### Exercise description
Only the number is needed: the count of lines in the records with the word "first".

==== Data to examine

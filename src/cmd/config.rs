//! Configuration view and validation commands: `patchforge config`.

use anyhow::{Context, Result};
use console::style;
use std::path::Path;

use patchforge::config::{CONFIG_DIR, Settings};

use crate::ConfigCommands;
use super::env_lookup;

pub fn cmd_config(workdir: &Path, command: Option<ConfigCommands>) -> Result<()> {
    let config_path = Settings::config_path(workdir);

    match command {
        None | Some(ConfigCommands::Show) => {
            if config_path.exists() {
                println!("# Config file: {}", config_path.display());
            } else {
                println!("# No config file at {}; showing defaults", config_path.display());
            }
            println!("# Environment overrides (PATCHFORGE_*) are applied.");
            println!();

            let mut settings = Settings::load_or_default(workdir)?;
            settings.apply_env(env_lookup)?;
            let rendered =
                toml::to_string_pretty(&settings).context("Failed to render settings")?;
            println!("{}", rendered);
        }
        Some(ConfigCommands::Validate) => {
            let mut settings = Settings::load_or_default(workdir)?;
            settings.apply_env(env_lookup)?;
            let problems = settings.validate();

            let key_present = env_lookup(&settings.llm.api_key_env)
                .is_some_and(|k| !k.trim().is_empty());
            if !key_present {
                println!(
                    "{} {} is not set; `run` and `serve` will fail",
                    style("warning:").yellow().bold(),
                    settings.llm.api_key_env
                );
            }

            if problems.is_empty() {
                println!("{} configuration is valid", style("ok:").green().bold());
            } else {
                for problem in &problems {
                    println!("{} {}", style("error:").red().bold(), problem);
                }
                anyhow::bail!("{} configuration problem(s) found", problems.len());
            }
        }
        Some(ConfigCommands::Init) => {
            if config_path.exists() {
                anyhow::bail!("Config file already exists: {}", config_path.display());
            }
            std::fs::create_dir_all(workdir.join(CONFIG_DIR))
                .with_context(|| format!("Failed to create {}", CONFIG_DIR))?;
            let rendered = toml::to_string_pretty(&Settings::default())
                .context("Failed to render default settings")?;
            std::fs::write(&config_path, rendered)
                .with_context(|| format!("Failed to write {}", config_path.display()))?;
            println!("Created {}", config_path.display());
        }
    }
    Ok(())
}
use crate::orchestrator::PipelineObserver;
use crate::phase::Step;
use crate::ui::icons::{CHECK, CROSS, RETRY};
use console::style;
use indicatif::{MultiProgress, ProgressBar, ProgressDrawTarget, ProgressStyle};
use std::sync::atomic::{AtomicU32, Ordering};
use std::time::Duration;

/// Terminal progress for one pipeline run, rendered via `indicatif` on stderr.
///
/// Two bars are stacked vertically:
/// - Step bar: how many pipeline steps have completed
/// - Attempt bar: spinner for the current write/check attempt
///
/// Stdout is left untouched so the recap can be piped.
pub struct PipelineProgress {
    multi: MultiProgress,
    step_bar: ProgressBar,
    attempt_bar: ProgressBar,
    verbose: bool,
    max_attempts: AtomicU32,
}

impl PipelineProgress {
    /// Create the UI sized for `total_steps`.
    ///
    /// When `verbose` is set, validation failure logs are echoed in full.
    pub fn new(total_steps: u64, verbose: bool) -> Self {
        let multi = MultiProgress::with_draw_target(ProgressDrawTarget::stderr());

        let step_style = ProgressStyle::default_bar()
            .template("{prefix:.bold.dim} [{bar:30.cyan/blue}] {pos}/{len} {msg}")
            .expect("progress bar template is a valid static string")
            .progress_chars("█▓▒░");

        let step_bar = multi.add(ProgressBar::new(total_steps));
        step_bar.set_style(step_style);
        step_bar.set_prefix("  Steps");

        let attempt_style = ProgressStyle::default_spinner()
            .template("{prefix:.bold.dim} {spinner} {msg}")
            .expect("progress bar template is a valid static string");

        let attempt_bar = multi.add(ProgressBar::new_spinner());
        attempt_bar.set_style(attempt_style);
        attempt_bar.set_prefix("Attempt");

        Self {
            multi,
            step_bar,
            attempt_bar,
            verbose,
            max_attempts: AtomicU32::new(0),
        }
    }

    /// Print a line above the bars, falling back to `eprintln!` if drawing fails.
    fn print_line(&self, msg: impl AsRef<str>) {
        if self.multi.println(msg.as_ref()).is_err() {
            eprintln!("{}", msg.as_ref());
        }
    }
}

impl PipelineObserver for PipelineProgress {
    fn step_started(&self, step: Step, index: usize, total: usize) {
        self.step_bar.set_message(format!(
            "{} {}",
            style(format!("[{}/{}]", index + 1, total)).dim(),
            style(step.label()).yellow()
        ));
    }

    fn step_finished(&self, step: Step) {
        self.step_bar.inc(1);
        if self.verbose {
            self.print_line(format!("{}{}", CHECK, step.label()));
        }
    }

    fn attempt_started(&self, attempt: u32, max_attempts: u32) {
        self.max_attempts.store(max_attempts, Ordering::SeqCst);
        self.attempt_bar.set_message(format!(
            "write + check {}/{}",
            style(attempt).cyan(),
            max_attempts
        ));
        self.attempt_bar
            .enable_steady_tick(Duration::from_millis(100));
    }

    fn validation_failed(&self, attempt: u32, log: &str) {
        let max = self.max_attempts.load(Ordering::SeqCst);
        let first = log.lines().find(|l| !l.trim().is_empty()).unwrap_or("");
        self.print_line(format!(
            "    {}attempt {}/{} failed validation: {}",
            RETRY,
            attempt,
            max,
            style(first).red()
        ));
        if self.verbose {
            for line in log.lines() {
                self.print_line(format!("      {}", style(line).dim()));
            }
        }
    }

    fn run_finished(&self, success: bool) {
        if success {
            self.attempt_bar.finish_and_clear();
            self.step_bar
                .finish_with_message(format!("{}{}", CHECK, style("recap ready").green()));
        } else {
            self.attempt_bar.abandon();
            self.step_bar
                .abandon_with_message(format!("{}{}", CROSS, style("pipeline aborted").red()));
        }
    }
}

#[cfg(test)]
mod tests {
    use super::*;
    use crate::phase::{PIPELINE, PhaseId};

    #[test]
    fn steps_advance_the_bar() {
        let ui = PipelineProgress::new(PIPELINE.len() as u64, false);
        ui.step_started(Step::Phase(PhaseId::ScanArchive), 0, PIPELINE.len());
        ui.step_finished(Step::Phase(PhaseId::ScanArchive));
        assert_eq!(ui.step_bar.position(), 1);
    }

    #[test]
    fn attempts_and_failures_do_not_panic() {
        let ui = PipelineProgress::new(1, true);
        ui.attempt_started(1, 4);
        ui.validation_failed(1, "\n---- smoke test (FAIL, exit 2) ----\nImportError");
        ui.run_finished(false);
        assert_eq!(ui.max_attempts.load(Ordering::SeqCst), 4);
    }
}
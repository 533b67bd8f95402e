//! P4: design the one new artifact, or record that none was asked for.

use tracing::info;

use super::PhaseContext;
use crate::blackboard::{Blackboard, require};
use crate::errors::PipelineError;
use crate::model::{ArtifactSpec, FeatureSpec};
use crate::phase::PhaseId;
use crate::util::parse_json_object;

const PHASE: PhaseId = PhaseId::DesignFeature;

const SYSTEM: &str = "You are a senior Python architect. \
Produce a JSON spec for ONE new agent class. Output ONLY JSON.";

pub async fn run(bb: &mut Blackboard, ctx: &PhaseContext) -> Result<(), PipelineError> {
    let constraints = require(&bb.constraints, PHASE, "constraints")?;
    let tasks = require(&bb.tasks, PHASE, "tasks")?;

    if !constraints.wants_new_agent {
        info!(phase = %PHASE, "no new artifact requested");
        bb.feature_spec = Some(FeatureSpec::Declined);
        return Ok(());
    }

    let prompt = format!(
        "## Constraints\n{}\n\n## Derived tasks\n{}\n\n---\n\
         Provide keys className (PascalCase), runSignature (an async def header) and purpose \
         (one sentence).",
        constraints.to_prompt_json(),
        tasks.to_bullets()
    );
    let reply = ctx
        .ask(PHASE, SYSTEM, prompt, &ctx.creative_options())
        .await?;
    let spec = parse_json_object(&reply)
        .and_then(|value| ArtifactSpec::from_value(&value, ctx.artifact_dir()))
        .map_err(|e| e.in_phase(PHASE))?;

    info!(
        phase = %PHASE,
        class_name = %spec.class_name,
        file = %spec.display_path(),
        "feature designed"
    );
    bb.feature_spec = Some(FeatureSpec::NewArtifact(spec));
    Ok(())
}
use reqwest::StatusCode;

/// Classification of playlist-level failures.
#[derive(Debug, Clone, Copy, PartialEq, Eq)]
pub enum PlaylistErrorKind {
    /// The server answered, but not with something usable (non-2xx, too
    /// large, binary, not UTF-8).
    BadResponse,
    /// The body is recognizably another format (MP4, JPEG, PNG).
    NotAPlaylist,
    /// A master playlist with no variant entries.
    NoVariants,
    /// A media playlist with no segment entries.
    NoSegments,
}

impl PlaylistErrorKind {
    pub fn as_str(&self) -> &'static str {
        match self {
            Self::BadResponse => "bad response",
            Self::NotAPlaylist => "not a playlist",
            Self::NoVariants => "no variants",
            Self::NoSegments => "no segments",
        }
    }
}

#[derive(Debug, thiserror::Error)]
pub enum DownloadError {
    #[error("download cancelled")]
    Cancelled,

    #[error("HTTP request failed: {source}")]
    Network {
        #[from]
        source: reqwest::Error,
    },

    #[error("request failed with HTTP {status} for {url}")]
    HttpStatus { status: StatusCode, url: String },

    #[error("anti-hotlink protection: {reason}")]
    AntiHotlink { reason: String },

    #[error("link expired or blocked: {reason}")]
    LinkExpired { reason: String },

    #[error("invalid content: {reason}")]
    InvalidContent { reason: String },

    #[error("decryption error: {reason}")]
    Decryption { reason: String },

    #[error("playlist error ({}): {reason}", kind.as_str())]
    Playlist {
        kind: PlaylistErrorKind,
        reason: String,
    },

    #[error("muxer error: {reason}")]
    Muxer { reason: String },

    #[error("I/O error: {source}")]
    Io {
        #[from]
        source: std::io::Error,
    },

    #[error("configuration error: {reason}")]
    Configuration { reason: String },
}

impl DownloadError {
    pub fn playlist(kind: PlaylistErrorKind, reason: impl Into<String>) -> Self {
        Self::Playlist {
            kind,
            reason: reason.into(),
        }
    }

    pub fn invalid_content(reason: impl Into<String>) -> Self {
        Self::InvalidContent {
            reason: reason.into(),
        }
    }

    pub fn decryption(reason: impl Into<String>) -> Self {
        Self::Decryption {
            reason: reason.into(),
        }
    }

    pub fn muxer(reason: impl Into<String>) -> Self {
        Self::Muxer {
            reason: reason.into(),
        }
    }

    pub fn http_status(status: StatusCode, url: impl Into<String>) -> Self {
        Self::HttpStatus {
            status,
            url: url.into(),
        }
    }

    /// Whether the whole job may be re-enqueued after this failure.
    ///
    /// `Cancelled` never retries and never rewrites status. `AntiHotlink`
    /// and `LinkExpired` are terminal: the server has made its position
    /// clear and hammering it again with the same captured headers will not
    /// change the answer.
    pub fn is_retryable(&self) -> bool {
        match self {
            Self::Cancelled | Self::AntiHotlink { .. } | Self::LinkExpired { .. } => false,
            Self::Network { .. }
            | Self::HttpStatus { .. }
            | Self::InvalidContent { .. }
            | Self::Decryption { .. }
            | Self::Playlist { .. }
            | Self::Muxer { .. }
            | Self::Io { .. }
            | Self::Configuration { .. } => true,
        }
    }

    pub fn is_cancelled(&self) -> bool {
        matches!(self, Self::Cancelled)
    }
}

#[cfg(test)]
mod tests {
    use super::*;

    #[test]
    fn terminal_kinds_are_not_retryable() {
        assert!(!DownloadError::Cancelled.is_retryable());
        assert!(
            !DownloadError::AntiHotlink {
                reason: "blocked".into()
            }
            .is_retryable()
        );
        assert!(
            !DownloadError::LinkExpired {
                reason: "403".into()
            }
            .is_retryable()
        );
    }

    #[test]
    fn transient_kinds_are_retryable() {
        assert!(
            DownloadError::playlist(PlaylistErrorKind::BadResponse, "HTTP 502").is_retryable()
        );
        assert!(DownloadError::muxer("copy and re-encode both failed").is_retryable());
        assert!(DownloadError::invalid_content("no sync bytes").is_retryable());
    }
}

========

### Solution to this problem
2